I thought that I was prepared to enter the difficult job market, but despite my excellent education and growing skill set, I soon discovered I was wrong. I had followed the advice of peers and gained experience from two internships and a graduate assistantship, but it still wasn't enough. Most of all, I was unprepared for the mental toll that months of unanswered cover letters and resumes had on me. It was a crippling blow to my confidence and, increasingly, I began to question my abilities as time passed. My enthusiasm helped me overcome this obstacle. I knew something had to change and pushed myself to shake things up. I decided to reach outside my comfort zone by applying to positions beyond my immediate area. A few weeks later, I finally started to get responses, and was ultimately offered an internship for three days a week.
There was another internship that I was extremely interested in, but believed was a long shot since I didn't have some of the qualifications that the organization had listed. They wanted an intern who could speak French and had experience with certain software. Even though I didn't meet these requirements, I applied anyway and, to my surprise, received a quick response asking for an interview. I was offered this position shortly after the interview. The interviewer, my new manager, later remarked that it was my eagerness to gain more experience in the field that impressed her. It was the fall after graduating from the Palmer School of Library and Information Science that I began two new internships in New York City. They demanded long commutes into the city, but I was ready to go where the jobs were.

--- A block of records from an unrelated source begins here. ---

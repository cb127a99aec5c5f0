use crate::error::EngineError;
use crate::types::media_source::MediaSource;

/// Imperative requests sent to the rendering engine. None of them return a
/// result; the outcome comes back later as an [`EngineEvent`].
#[derive(Debug, Clone, PartialEq)]
pub enum EngineCommand {
    Load(MediaSource),
    Play,
    Pause,
    /// Target position as a fraction of the duration.
    SeekTo(f64),
    SetVolume(f64),
    SetMuted(bool),
    SetPlaybackRate(f64),
    RequestFullscreen,
    EnterPip,
    ExitPip,
    Destroy,
    /// Rebuild the rendering session, with or without native controls.
    Recreate { controls: bool },
}

/// Callbacks reported by the engine, in the order it observed them.
#[derive(Debug, Clone, PartialEq)]
pub enum EngineEvent {
    Ready,
    Start,
    Play,
    Pause,
    BufferBegin,
    BufferEnd,
    Progress { played: f64, loaded: f64 },
    Duration(f64),
    PlaybackRateChanged(f64),
    /// Position in seconds the engine seeked to.
    Seek(f64),
    Ended,
    Error(EngineError),
    PipEnabled,
    PipDisabled,
    PlaybackQualityChanged { width: u32, height: u32 },
}
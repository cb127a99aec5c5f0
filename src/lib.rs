//! playdeck
//!
//! A desktop control surface for a media player. The session record, its
//! transitions and the engine seam are plain Rust and always built; the
//! GStreamer engine (`gst` feature) and the egui front end (`gui` feature)
//! plug into them.
//!
//! ```
//! use playdeck::ops::reducer::{apply_action, UserAction};
//! use playdeck::types::engine_io::EngineCommand;
//! use playdeck::types::session_state::SessionState;
//!
//! let step = apply_action(&SessionState::initial(), UserAction::Load("https://example/a.m3u8".into()));
//! assert_eq!(step.commands.last(), Some(&EngineCommand::Play));
//! ```

pub mod config;
pub mod error;
pub mod ops;
pub mod renderer;
pub mod types;
#[cfg(feature = "gui")]
pub mod ui;

pub use error::{ConfigError, EngineError, InputError};
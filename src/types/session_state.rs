use crate::types::media_source::MediaSource;

pub const DEFAULT_VOLUME: f64 = 0.8;
pub const DEFAULT_PLAYBACK_RATE: f64 = 1.0;

/// The single record describing one playback session.
///
/// `playing`, `pip`, `volume`, `muted` and `playback_rate` hold what the user
/// asked for. `played`, `loaded` and `duration` hold what the engine last
/// reported, except that `played` carries the drag position while `seeking`.
///
/// Records are never edited in place: every transition in
/// [`crate::ops::transitions`] returns a new one.
#[derive(Debug, Clone, PartialEq)]
pub struct SessionState {
    pub url: Option<MediaSource>,
    pub playing: bool,
    pub controls: bool,
    pub light: bool,
    pub pip: bool,
    pub looping: bool,
    pub muted: bool,
    pub volume: f64,
    pub playback_rate: f64,
    pub played: f64,
    pub loaded: f64,
    pub duration: f64,
    pub seeking: bool,
}

impl SessionState {
    pub fn initial() -> Self {
        SessionState {
            url: None,
            playing: true,
            controls: true,
            light: false,
            pip: false,
            looping: false,
            muted: false,
            volume: DEFAULT_VOLUME,
            playback_rate: DEFAULT_PLAYBACK_RATE,
            played: 0.0,
            loaded: 0.0,
            duration: 0.0,
            seeking: false,
        }
    }

    pub fn has_media(&self) -> bool {
        self.url.is_some()
    }

    /// Seconds elapsed, derived from the duration and the played fraction.
    pub fn elapsed(&self) -> f64 {
        self.duration * self.played
    }

    pub fn remaining(&self) -> f64 {
        self.duration * (1.0 - self.played)
    }
}

impl Default for SessionState {
    fn default() -> Self {
        Self::initial()
    }
}

#[cfg(test)]
mod tests {
    use super::*;

    #[test]
    fn test_initial_defaults() {
        let state = SessionState::initial();
        assert!(state.url.is_none());
        assert!(state.playing);
        assert!(state.controls);
        assert!(!state.light && !state.pip && !state.looping && !state.muted);
        assert_eq!(state.volume, 0.8);
        assert_eq!(state.playback_rate, 1.0);
        assert_eq!(state.played, 0.0);
        assert_eq!(state.loaded, 0.0);
        assert_eq!(state.duration, 0.0);
        assert!(!state.seeking);
        assert_eq!(state, SessionState::default());
    }

    #[test]
    fn test_elapsed_and_remaining() {
        let state = SessionState {
            duration: 200.0,
            played: 0.25,
            ..SessionState::initial()
        };
        assert_eq!(state.elapsed(), 50.0);
        assert_eq!(state.remaining(), 150.0);
    }
}
//! Cooperative, single-threaded scheduling of delayed continuations.
//!
//! A `Scheduler` holds payloads that should run after a delay. It never runs
//! anything itself: the owner pulls due payloads with `pop_due` and executes
//! them on its own thread, so continuations can never overlap each other or a
//! direct input handler.

use std::cmp::Ordering;
use std::collections::BinaryHeap;

/// Handle returned by `Scheduler::schedule_after`, used to cancel one entry.
#[derive(Clone, Copy, Debug, PartialEq, Eq, Hash)]
pub struct TimerHandle(u64);

/// A queue of delayed continuations driven by an explicit clock.
pub trait Scheduler<T> {
    /// Current clock value in milliseconds.
    fn now_ms(&self) -> u64;

    /// Queues `payload` to become due `delay_ms` after the current clock.
    fn schedule_after(&mut self, delay_ms: u64, payload: T) -> TimerHandle;

    /// Drops one pending entry. Returns false if it already ran or was cancelled.
    fn cancel(&mut self, handle: TimerHandle) -> bool;

    /// Drops every pending entry.
    fn cancel_all(&mut self);

    /// Number of entries still waiting.
    fn pending(&self) -> usize;

    /// Milliseconds until the earliest pending entry is due, if any.
    fn next_due_in(&self) -> Option<u64>;

    /// Removes and returns the earliest entry due at or before `until_ms`,
    /// moving the clock forward to its due time. Entries with equal due times
    /// come out in the order they were scheduled.
    fn pop_due(&mut self, until_ms: u64) -> Option<T>;

    /// Moves the clock forward to `until_ms`. Never moves it backwards.
    fn advance_to(&mut self, until_ms: u64);
}

struct Entry<T> {
    due_ms: u64,
    seq: u64,
    payload: T,
}

impl<T> PartialEq for Entry<T> {
    fn eq(&self, other: &Self) -> bool {
        self.due_ms == other.due_ms && self.seq == other.seq
    }
}

impl<T> Eq for Entry<T> {}

impl<T> PartialOrd for Entry<T> {
    fn partial_cmp(&self, other: &Self) -> Option<Ordering> {
        Some(self.cmp(other))
    }
}

impl<T> Ord for Entry<T> {
    // Reversed so the max-heap yields the earliest (due, seq) first.
    fn cmp(&self, other: &Self) -> Ordering {
        (other.due_ms, other.seq).cmp(&(self.due_ms, self.seq))
    }
}

/// A deterministic scheduler whose clock only moves when told to.
///
/// Used directly by tests and simulations; an interactive front-end sleeps
/// for `next_due_in` of real time and then advances the clock by the same
/// amount.
pub struct VirtualScheduler<T> {
    now_ms: u64,
    next_seq: u64,
    queue: BinaryHeap<Entry<T>>,
}

impl<T> VirtualScheduler<T> {
    pub fn new() -> Self {
        VirtualScheduler {
            now_ms: 0,
            next_seq: 0,
            queue: BinaryHeap::new(),
        }
    }
}

impl<T> Default for VirtualScheduler<T> {
    fn default() -> Self {
        Self::new()
    }
}

impl<T> Scheduler<T> for VirtualScheduler<T> {
    fn now_ms(&self) -> u64 {
        self.now_ms
    }

    fn schedule_after(&mut self, delay_ms: u64, payload: T) -> TimerHandle {
        let seq = self.next_seq;
        self.next_seq += 1;
        self.queue.push(Entry {
            due_ms: self.now_ms + delay_ms,
            seq,
            payload,
        });
        TimerHandle(seq)
    }

    fn cancel(&mut self, handle: TimerHandle) -> bool {
        let before = self.queue.len();
        self.queue.retain(|entry| entry.seq != handle.0);
        self.queue.len() != before
    }

    fn cancel_all(&mut self) {
        self.queue.clear();
    }

    fn pending(&self) -> usize {
        self.queue.len()
    }

    fn next_due_in(&self) -> Option<u64> {
        self.queue
            .peek()
            .map(|entry| entry.due_ms.saturating_sub(self.now_ms))
    }

    fn pop_due(&mut self, until_ms: u64) -> Option<T> {
        if self.queue.peek()?.due_ms > until_ms {
            return None;
        }
        let entry = self.queue.pop()?;
        self.now_ms = self.now_ms.max(entry.due_ms);
        Some(entry.payload)
    }

    fn advance_to(&mut self, until_ms: u64) {
        self.now_ms = self.now_ms.max(until_ms);
    }
}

These internships marked a turning point in my career. So many rewards, both professional and personal, came with the experience. I matured, learned more about the profession than I thought possible, and had fun all at the same time. Another benefit to working in the city: I could easily attend some of the local professional organizations' events and meetings, which had been difficult before. I took a big step by serving on my first committee and becoming active in the professional community. During this time, my confidence in my own abilities as a librarian and archivist grew. The confidence and additional experience I gained got me hired for three temporary, paying jobs, one right after another, until I was offered my current job as a librarian at Long Island University. My current position in the Digital Initiatives Department is fun and exciting, and it offers a unique mix of archival and academic librarian work. I find the job challenging and interesting, and I look forward to each new day working there.